The next few years were given over to development work. Roads were laid out, croquet and tennis courts started, the ball field improved, white pines planted, and gifts of elk, deer, swans, wild geese and other birds and animals were received. The pheasantry was built, and Bowles Fountain was erected as a memorial to the late Samuel Bowles, by a gift of Mrs. Mary Dwight Bowles. Emphasis was placed on the lotus and lily ponds, and several service buildings were constructed. More donors of land were added to the growing list of those who saw the value of this beautiful piece of property.

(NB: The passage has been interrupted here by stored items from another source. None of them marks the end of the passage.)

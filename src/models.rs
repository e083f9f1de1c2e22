use std::collections::BTreeMap;

use chrono::NaiveDate;
use serde::{Deserialize, Serialize};
use serde_json::Value;

use crate::dates;

#[derive(Debug, Clone, Copy, Default, PartialEq, Eq, Hash, PartialOrd, Ord)]
pub enum MemberType {
    #[default]
    Student,
    Teacher,
}

impl MemberType {
    pub fn as_str(&self) -> &'static str {
        match self {
            MemberType::Student => "학생",
            MemberType::Teacher => "선생님",
        }
    }

    pub fn parse(raw: &str) -> Option<Self> {
        match raw.trim() {
            "학생" | "student" => Some(MemberType::Student),
            "선생님" | "teacher" => Some(MemberType::Teacher),
            _ => None,
        }
    }
}

/// The three date columns a member carries.
#[derive(Debug, Clone, Copy, PartialEq, Eq, PartialOrd, Ord)]
pub enum DateField {
    Birth,
    Registration,
    Leave,
}

/// Date cells that did not parse, kept verbatim so they are written back
/// unchanged instead of being blanked.
pub type UnparsedDates = BTreeMap<DateField, String>;

impl DateField {
    pub fn key(&self) -> &'static str {
        match self {
            DateField::Birth => "birthDate",
            DateField::Registration => "regDate",
            DateField::Leave => "leaveDate",
        }
    }

    /// Parses one cell. Text that is not a date is stored in `unparsed`.
    pub fn read(self, raw: &str, unparsed: &mut UnparsedDates) -> Option<NaiveDate> {
        let parsed = dates::parse_date(raw);
        if parsed.is_none() && !raw.trim().is_empty() {
            tracing::warn!(field = self.key(), value = %raw, "keeping unparseable date as text");
            unparsed.insert(self, raw.to_string());
        }
        parsed
    }

    /// Cell text for `date`, falling back to the kept raw text.
    pub fn write(self, date: Option<NaiveDate>, unparsed: &UnparsedDates) -> String {
        match date {
            Some(_) => dates::format_date(date),
            None => unparsed.get(&self).cloned().unwrap_or_default(),
        }
    }
}

/// A roster entry. Serialised through [`MemberRecord`], the roster sheet's
/// column shape.
#[derive(Debug, Clone, Default, PartialEq, Eq, Serialize, Deserialize)]
#[serde(try_from = "MemberRecord", into = "MemberRecord")]
pub struct Member {
    pub id: String,
    pub name: String,
    pub member_type: MemberType,
    pub age: String,
    pub position: String,
    pub group: String,
    /// Students only: name of the teacher of the same group.
    pub teacher: String,
    /// Teachers only: comma-joined student names of the same group.
    pub assigned_students: String,
    pub prayer: String,
    pub birth_date: Option<NaiveDate>,
    pub reg_date: Option<NaiveDate>,
    pub leave_date: Option<NaiveDate>,
    pub unparsed_dates: UnparsedDates,
    pub photo_url: String,
    pub photo_drive_id: String,
    pub s1: String,
    pub s2: String,
    pub s3: String,
}

impl Member {
    /// Sets a date from the member form, dropping any kept raw text.
    pub fn set_date(&mut self, field: DateField, date: Option<NaiveDate>) {
        self.unparsed_dates.remove(&field);
        match field {
            DateField::Birth => self.birth_date = date,
            DateField::Registration => self.reg_date = date,
            DateField::Leave => self.leave_date = date,
        }
    }
}

/// A member row exactly as the roster sheet stores it: every cell is text.
#[derive(Debug, Clone, Default, Serialize, Deserialize)]
#[serde(rename_all = "camelCase", default)]
pub struct MemberRecord {
    #[serde(deserialize_with = "text::deserialize")]
    id: String,
    #[serde(deserialize_with = "text::deserialize")]
    name: String,
    #[serde(rename = "type", deserialize_with = "text::deserialize")]
    member_type: String,
    #[serde(deserialize_with = "text::deserialize")]
    age: String,
    #[serde(deserialize_with = "text::deserialize")]
    position: String,
    #[serde(deserialize_with = "text::deserialize")]
    group: String,
    #[serde(deserialize_with = "text::deserialize")]
    teacher: String,
    #[serde(deserialize_with = "text::deserialize")]
    assigned_students: String,
    #[serde(deserialize_with = "text::deserialize")]
    prayer: String,
    #[serde(deserialize_with = "text::deserialize")]
    birth_date: String,
    #[serde(deserialize_with = "text::deserialize")]
    reg_date: String,
    #[serde(deserialize_with = "text::deserialize")]
    leave_date: String,
    #[serde(deserialize_with = "text::deserialize")]
    photo_url: String,
    #[serde(deserialize_with = "text::deserialize")]
    photo_drive_id: String,
    #[serde(deserialize_with = "text::deserialize")]
    s1: String,
    #[serde(deserialize_with = "text::deserialize")]
    s2: String,
    #[serde(deserialize_with = "text::deserialize")]
    s3: String,
}

impl TryFrom<MemberRecord> for Member {
    type Error = String;

    fn try_from(record: MemberRecord) -> Result<Self, Self::Error> {
        let member_type = MemberType::parse(&record.member_type)
            .ok_or_else(|| format!("unknown member type {:?}", record.member_type))?;

        let mut unparsed_dates = UnparsedDates::new();
        let birth_date = DateField::Birth.read(&record.birth_date, &mut unparsed_dates);
        let reg_date = DateField::Registration.read(&record.reg_date, &mut unparsed_dates);
        let leave_date = DateField::Leave.read(&record.leave_date, &mut unparsed_dates);

        Ok(Self {
            id: record.id,
            name: record.name,
            member_type,
            age: record.age,
            position: record.position,
            group: record.group,
            teacher: record.teacher,
            assigned_students: record.assigned_students,
            prayer: record.prayer,
            birth_date,
            reg_date,
            leave_date,
            unparsed_dates,
            photo_url: record.photo_url,
            photo_drive_id: record.photo_drive_id,
            s1: record.s1,
            s2: record.s2,
            s3: record.s3,
        })
    }
}

impl From<Member> for MemberRecord {
    fn from(member: Member) -> Self {
        Self {
            birth_date: DateField::Birth.write(member.birth_date, &member.unparsed_dates),
            reg_date: DateField::Registration.write(member.reg_date, &member.unparsed_dates),
            leave_date: DateField::Leave.write(member.leave_date, &member.unparsed_dates),
            id: member.id,
            name: member.name,
            member_type: member.member_type.as_str().to_string(),
            age: member.age,
            position: member.position,
            group: member.group,
            teacher: member.teacher,
            assigned_students: member.assigned_students,
            prayer: member.prayer,
            photo_url: member.photo_url,
            photo_drive_id: member.photo_drive_id,
            s1: member.s1,
            s2: member.s2,
            s3: member.s3,
        }
    }
}

/// Reads a member list row by row. Rows that are not usable members (an
/// unknown `type`, say) are returned as-is in the second list so they can
/// be saved back untouched.
pub fn read_members(rows: Vec<Value>) -> (Vec<Member>, Vec<Value>) {
    let mut members = Vec::with_capacity(rows.len());
    let mut skipped = Vec::new();
    for row in rows {
        match serde_json::from_value::<Member>(row.clone()) {
            Ok(member) => members.push(member),
            Err(err) => {
                tracing::warn!(error = %err, "skipping unusable member row");
                skipped.push(row);
            }
        }
    }
    (members, skipped)
}

/// Attendance cell value.
#[derive(Debug, Clone, Copy, PartialEq, Eq)]
pub enum Mark {
    Present,
    Absent,
}

impl Mark {
    pub fn as_str(&self) -> &'static str {
        match self {
            Mark::Present => "O",
            Mark::Absent => "X",
        }
    }

    pub fn from_cell(raw: &str) -> Option<Self> {
        match raw.trim() {
            "O" | "o" => Some(Mark::Present),
            "X" | "x" => Some(Mark::Absent),
            _ => None,
        }
    }

    pub fn flipped(self) -> Self {
        match self {
            Mark::Present => Mark::Absent,
            Mark::Absent => Mark::Present,
        }
    }
}

#[derive(Debug, Clone, Copy, Default, PartialEq, Eq)]
pub enum WeekLock {
    #[default]
    Unlocked,
    Locked,
}

impl WeekLock {
    pub fn as_str(&self) -> &'static str {
        match self {
            WeekLock::Unlocked => "UNLOCKED",
            WeekLock::Locked => "LOCKED",
        }
    }

    /// Older sheets stored a bare `true` for locked weeks.
    pub fn from_cell(raw: &str) -> Self {
        match raw.trim() {
            "LOCKED" | "true" | "TRUE" => WeekLock::Locked,
            _ => WeekLock::Unlocked,
        }
    }
}

/// One member's attendance line, with member fields copied in at save time.
#[derive(Debug, Clone, Default, PartialEq, Eq)]
pub struct MemberRow {
    pub member_id: Option<String>,
    pub member_type: MemberType,
    pub name: String,
    pub group: String,
    pub teacher: String,
    pub birth_date: Option<NaiveDate>,
    pub reg_date: Option<NaiveDate>,
    pub leave_date: Option<NaiveDate>,
    pub unparsed_dates: UnparsedDates,
    pub marks: BTreeMap<String, Mark>,
}

impl MemberRow {
    /// Empty row for a member that has never been marked.
    pub fn blank(member: &Member) -> Self {
        Self::refresh_from(member, None)
    }

    /// Rebuilds a row for `member` on top of a possibly stale prior row.
    ///
    /// Precedence: identity and every denormalized field come from the
    /// member; only the week marks are carried over from `prior`.
    pub fn refresh_from(member: &Member, prior: Option<&MemberRow>) -> Self {
        Self {
            member_id: Some(member.id.clone()),
            member_type: member.member_type,
            name: member.name.clone(),
            group: member.group.clone(),
            teacher: member.teacher.clone(),
            birth_date: member.birth_date,
            reg_date: member.reg_date,
            leave_date: member.leave_date,
            unparsed_dates: member.unparsed_dates.clone(),
            marks: prior.map(|row| row.marks.clone()).unwrap_or_default(),
        }
    }

    pub fn mark(&self, week: &str) -> Option<Mark> {
        self.marks.get(week).copied()
    }

    pub fn is_present(&self, week: &str) -> bool {
        self.mark(week) == Some(Mark::Present)
    }
}

/// Per-week lock flags (`SYSTEM_LOCK`).
#[derive(Debug, Clone, Default, PartialEq, Eq)]
pub struct LockRow {
    pub weeks: BTreeMap<String, WeekLock>,
}

impl LockRow {
    pub const ID: &'static str = "SYSTEM_LOCK";
    pub const LABEL: &'static str = "마감";

    pub fn state(&self, week: &str) -> WeekLock {
        self.weeks.get(week).copied().unwrap_or_default()
    }

    pub fn is_locked(&self, week: &str) -> bool {
        self.state(week) == WeekLock::Locked
    }
}

#[derive(Debug, Clone, Copy, PartialEq, Eq, Hash)]
pub enum StatKind {
    StudentAttendance,
    TeacherAttendance,
    TotalAttendance,
    Transfers,
    StudentAbsentees,
    TeacherAbsentees,
    Birthdays,
}

impl StatKind {
    /// Order the statistic rows are written in.
    pub const ALL: [StatKind; 7] = [
        StatKind::StudentAttendance,
        StatKind::TeacherAttendance,
        StatKind::TotalAttendance,
        StatKind::Transfers,
        StatKind::StudentAbsentees,
        StatKind::TeacherAbsentees,
        StatKind::Birthdays,
    ];

    pub fn id(&self) -> &'static str {
        match self {
            StatKind::StudentAttendance => "SYSTEM_STAT_STUDENT",
            StatKind::TeacherAttendance => "SYSTEM_STAT_TEACHER",
            StatKind::TotalAttendance => "SYSTEM_STAT_TOTAL",
            StatKind::Transfers => "SYSTEM_STAT_TRANSFER",
            StatKind::StudentAbsentees => "SYSTEM_STAT_STUDENT_ABSENT",
            StatKind::TeacherAbsentees => "SYSTEM_STAT_TEACHER_ABSENT",
            StatKind::Birthdays => "SYSTEM_STAT_BIRTHDAY",
        }
    }

    pub fn label(&self) -> &'static str {
        match self {
            StatKind::StudentAttendance => "학생 출석",
            StatKind::TeacherAttendance => "교사 출석",
            StatKind::TotalAttendance => "전체 출석",
            StatKind::Transfers => "전입/전출",
            StatKind::StudentAbsentees => "학생 결석자",
            StatKind::TeacherAbsentees => "교사 결석자",
            StatKind::Birthdays => "생일자",
        }
    }

    pub fn from_id(id: &str) -> Option<Self> {
        Self::ALL.into_iter().find(|kind| kind.id() == id)
    }
}

/// Computed aggregate row, one cell per week label.
#[derive(Debug, Clone, PartialEq, Eq)]
pub struct StatRow {
    pub kind: StatKind,
    pub cells: BTreeMap<String, String>,
}

impl StatRow {
    pub fn cell(&self, week: &str) -> &str {
        self.cells.get(week).map(String::as_str).unwrap_or("")
    }
}

#[derive(Debug, Clone, PartialEq, Eq)]
pub enum AttendanceRow {
    Member(MemberRow),
    Lock(LockRow),
    Stat(StatRow),
}

/// Reconciled, persistable attendance table.
#[derive(Debug, Clone, Default, PartialEq, Eq)]
pub struct AttendanceSheet {
    pub headers: Vec<String>,
    pub rows: Vec<AttendanceRow>,
}

impl AttendanceSheet {
    pub fn member_rows(&self) -> impl Iterator<Item = &MemberRow> {
        self.rows.iter().filter_map(|row| match row {
            AttendanceRow::Member(member) => Some(member),
            _ => None,
        })
    }

    pub fn lock(&self) -> Option<&LockRow> {
        self.rows.iter().find_map(|row| match row {
            AttendanceRow::Lock(lock) => Some(lock),
            _ => None,
        })
    }

    pub fn stat(&self, kind: StatKind) -> Option<&StatRow> {
        self.rows.iter().find_map(|row| match row {
            AttendanceRow::Stat(stat) if stat.kind == kind => Some(stat),
            _ => None,
        })
    }
}

/// Sheet cells arrive as strings, numbers or nulls; all of them read as text.
pub mod text {
    use serde::{Deserialize, Deserializer};
    use serde_json::Value;

    pub fn deserialize<'de, D>(deserializer: D) -> Result<String, D::Error>
    where
        D: Deserializer<'de>,
    {
        Ok(from_value(&Value::deserialize(deserializer)?))
    }

    pub fn from_value(value: &Value) -> String {
        match value {
            Value::Null => String::new(),
            Value::String(text) => text.clone(),
            other => other.to_string(),
        }
    }
}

The park commission had visioned a possible acquisition of land along the river to beautify the water frontage from Bridge to Howard streets, but finally acquired only the levee, a little tract of less than an acre at the foot of Elm Street. In 1898 the bears' and prairie dogs' cages were built at Forest Park and visitors were becoming familiar with the sight of a shepherd and his flock roaming over the hillsides, and with the herd of many breeds of blooded cattle. The wading pool, built the following year, was the first one ever provided in a public park in the United States. A greenhouse was the gift of Dwight O. Gilmore, and Tilly Haynes gave $10,000 to be used for the Court Square extension.